When Professor Sir Alister Hardy gave a paid research job to someone with a PhD in law so that he could make something of the boxes of case reports (of religious experiences) which had been received in response to an appeal superficially resembling those which I had previously made, he did not even attempt to contribute suggestions about how they were to be analysed. This was in the early Seventies, a few years after he had founded the Religious Experiences Research Unit (as the Religious Experiences Research Centre was then called) based at Manchester College, Oxford.
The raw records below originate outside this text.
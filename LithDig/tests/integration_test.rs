use lithdig::gamedb::calc_hash;
use lithdig::prelude::*;
use pretty_assertions::assert_eq;
use tempfile::tempdir;

fn init_logging() {
    let _ = tracing_subscriber::fmt().with_test_writer().try_init();
}

fn push_i32s(out: &mut Vec<u8>, values: &[i32]) {
    for v in values {
        out.extend_from_slice(&v.to_le_bytes());
    }
}

/// `LTAR` v3 with the root folder and one stored 10-byte file.
fn single_file_archive() -> Vec<u8> {
    let names = b"\0data.bin\0";
    let header_size = 4 + 4 + 6 * 4 + 16 + names.len() + 32 + 16;
    let mut out = b"LTAR".to_vec();
    push_i32s(&mut out, &[3, names.len() as i32, 1, 1, 0, 0, 0]);
    out.extend_from_slice(&[0; 16]);
    out.extend_from_slice(names);
    // file: name, offset, compressed, uncompressed, flags
    push_i32s(&mut out, &[1]);
    out.extend_from_slice(&(header_size as i64).to_le_bytes());
    out.extend_from_slice(&10i64.to_le_bytes());
    out.extend_from_slice(&10i64.to_le_bytes());
    push_i32s(&mut out, &[0]);
    // root folder: name, first child, next sibling, file count
    push_i32s(&mut out, &[0, -1, -1, 1]);
    out.extend_from_slice(b"0123456789");
    out
}

#[test]
fn test_archive_single_stored_file() {
    let dir = tempdir().unwrap();
    let path = dir.path().join("Test.Arch00");
    std::fs::write(&path, single_file_archive()).unwrap();

    let mut archive = ArchFile::open(&path).unwrap();
    assert_eq!(archive.files().len(), 1);
    assert_eq!(archive.files()[0].full_path().as_deref(), Some("data.bin"));
    assert_eq!(archive.read_file("DATA.BIN").unwrap().unwrap(), b"0123456789");
}

#[test]
fn test_archive_unsupported_variant() {
    let dir = tempdir().unwrap();
    let path = dir.path().join("Test.Arch05");
    std::fs::write(&path, single_file_archive()).unwrap();
    assert!(matches!(ArchFile::open(&path), Err(Error::NotImplemented(_))));
}

#[test]
fn test_bundles_share_contract() {
    let dir = tempdir().unwrap();

    let names = b"\0mesh.mesh\0";
    let mut bndl = b"BNDL".to_vec();
    push_i32s(&mut bndl, &[3, names.len() as i32, 0, 0, 1]);
    bndl.extend_from_slice(names);
    push_i32s(&mut bndl, &[1]);
    bndl.extend_from_slice(&4u32.to_le_bytes());
    bndl.extend_from_slice(b"MESH");
    bndl.resize(128, 0);
    let bndl_path = dir.path().join("a.bndl");
    std::fs::write(&bndl_path, bndl).unwrap();

    let names = b"lvl.dat\0";
    let mut lv = b"LVRS".to_vec();
    push_i32s(&mut lv, &[1, 1, names.len() as i32]);
    lv.extend_from_slice(names);
    lv.extend_from_slice(&3u32.to_le_bytes());
    lv.extend_from_slice(b"xyz");
    let lv_path = dir.path().join("a.lvbndl");
    std::fs::write(&lv_path, lv).unwrap();

    fn first_payload(bundle: &mut impl Bundle) -> Vec<u8> {
        let entry = bundle.entries()[0].clone();
        bundle.read_data(&entry).unwrap().unwrap()
    }
    assert_eq!(first_payload(&mut BndlFile::open(&bndl_path).unwrap()), b"MESH");
    assert_eq!(first_payload(&mut LvBndlFile::open(&lv_path).unwrap()), b"xyz");
}

#[test]
fn test_empty_bundle_marker() {
    init_logging();
    let dir = tempdir().unwrap();
    let path = dir.path().join("empty.bndl");
    let mut data = 15i32.to_le_bytes().to_vec();
    data.resize(256, 0xCC);
    std::fs::write(&path, data).unwrap();
    assert!(BndlFile::open(&path).unwrap().entries().is_empty());
}

#[test]
fn test_hash_name_lookup() {
    // letters of either case share S-box entries
    assert_eq!(calc_hash("Pos"), calc_hash("pos"));
    let names = HashNameTable::from_text("Pos\n");
    assert_eq!(names.name(calc_hash("Pos")), "Pos");
    let unknown = names.name(calc_hash("Missing"));
    assert!(unknown.starts_with("0x"));
    assert_eq!(unknown.len(), 10);
}

#[test]
fn test_game_db_from_disk() {
    let dir = tempdir().unwrap();
    let table = b"Weapons\0Pistol\0Damage\0";
    let mut data = b"GADB".to_vec();
    push_i32s(&mut data, &[3, table.len() as i32, 0, 0, 0, 0]);
    data.extend_from_slice(table);
    // category, record, one Int attribute with two values
    push_i32s(&mut data, &[1, 0, 1, 8, 1, 15, 3, 0, 2, 10, 20]);
    let path = dir.path().join("Weapons.gamedb");
    std::fs::write(&path, data).unwrap();

    let db = GameDbFile::open(&path, &HashNameTable::new()).unwrap();
    let record = db.category("WEAPONS").unwrap().record("pistol").unwrap();
    assert_eq!(
        record.attribute("Damage").unwrap().values,
        vec![AttributeValue::Int(10), AttributeValue::Int(20)]
    );
    assert!(db.resolve_link(RecordLink { record_index: 4, category_index: 0 }).is_none());
    assert!(db.resolve_link(RecordLink { record_index: 0, category_index: -1 }).is_none());
}

#[test]
fn test_world_errors_name_the_stage() {
    init_logging();
    let dir = tempdir().unwrap();
    let path = dir.path().join("Broken.world00p");
    let mut data = 111i32.to_le_bytes().to_vec();
    // section offsets and a truncated bounding box
    push_i32s(&mut data, &[0, 0, 0, 0, 0]);
    std::fs::write(&path, data).unwrap();

    let err = WorldFile::open(&path, &WorldLoadOptions::new(), &HashNameTable::new()).unwrap_err();
    match err {
        Error::World { path: failed, stage, source } => {
            assert_eq!(failed, path);
            assert_eq!(stage, "header");
            assert!(matches!(*source, Error::UnexpectedEof { .. }));
        }
        other => panic!("unexpected error: {other}"),
    }
}

#[test]
fn test_missing_world() {
    let dir = tempdir().unwrap();
    let err = WorldFile::open(dir.path().join("none.wld"), &WorldLoadOptions::new(), &HashNameTable::new())
        .unwrap_err();
    assert!(matches!(err, Error::World { stage: "header", .. }));
}

#[test]
fn test_version() {
    assert!(!lithdig::VERSION.is_empty());
}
The person he employed as paid Research Assistant - without offering the job to either me or Dr Charles McCreery, who had extensive knowledge of all relevant areas as well as previous experience of analysing our own appeals, although not while holding an academic appointment - was a PhD in law, with no relevant knowledge or experience. But no doubt Hardy and his advisors, who included Rosalind Heywood and Dame Janet Vaughan of Somerville, thought no one could criticise him for appointing someone with a PhD instead of me, who had only a BLitt. All that counts is academic status. His qualification was in nothing relevant, and mine was as relevant as possible, although the work I had done in getting it had provided only a small part of the information which I had acquired in areas which were actually relevant.

Although Dr McCreery did not have a research degree at that time, he also was really much better qualified than the PhD in law, since he had a degree in Experimental Psychology (supposedly relevant, although really not much, though certainly more relevant than law) as well as the extra information which he had acquired in working with me on the research I was able to do while partially funded by the King money, including the appeals for cases.

The PhD in law who was hired was just waved at the boxes of cases and left alone to do whatever he could think of. He conceived the idea of running the cases through a computer to analyse the frequency with which certain words occurred, but I never heard that he had any idea which words might be more relevant than any others.

But the object of the exercise was to keep me destitute and inactive, and it succeeded in that.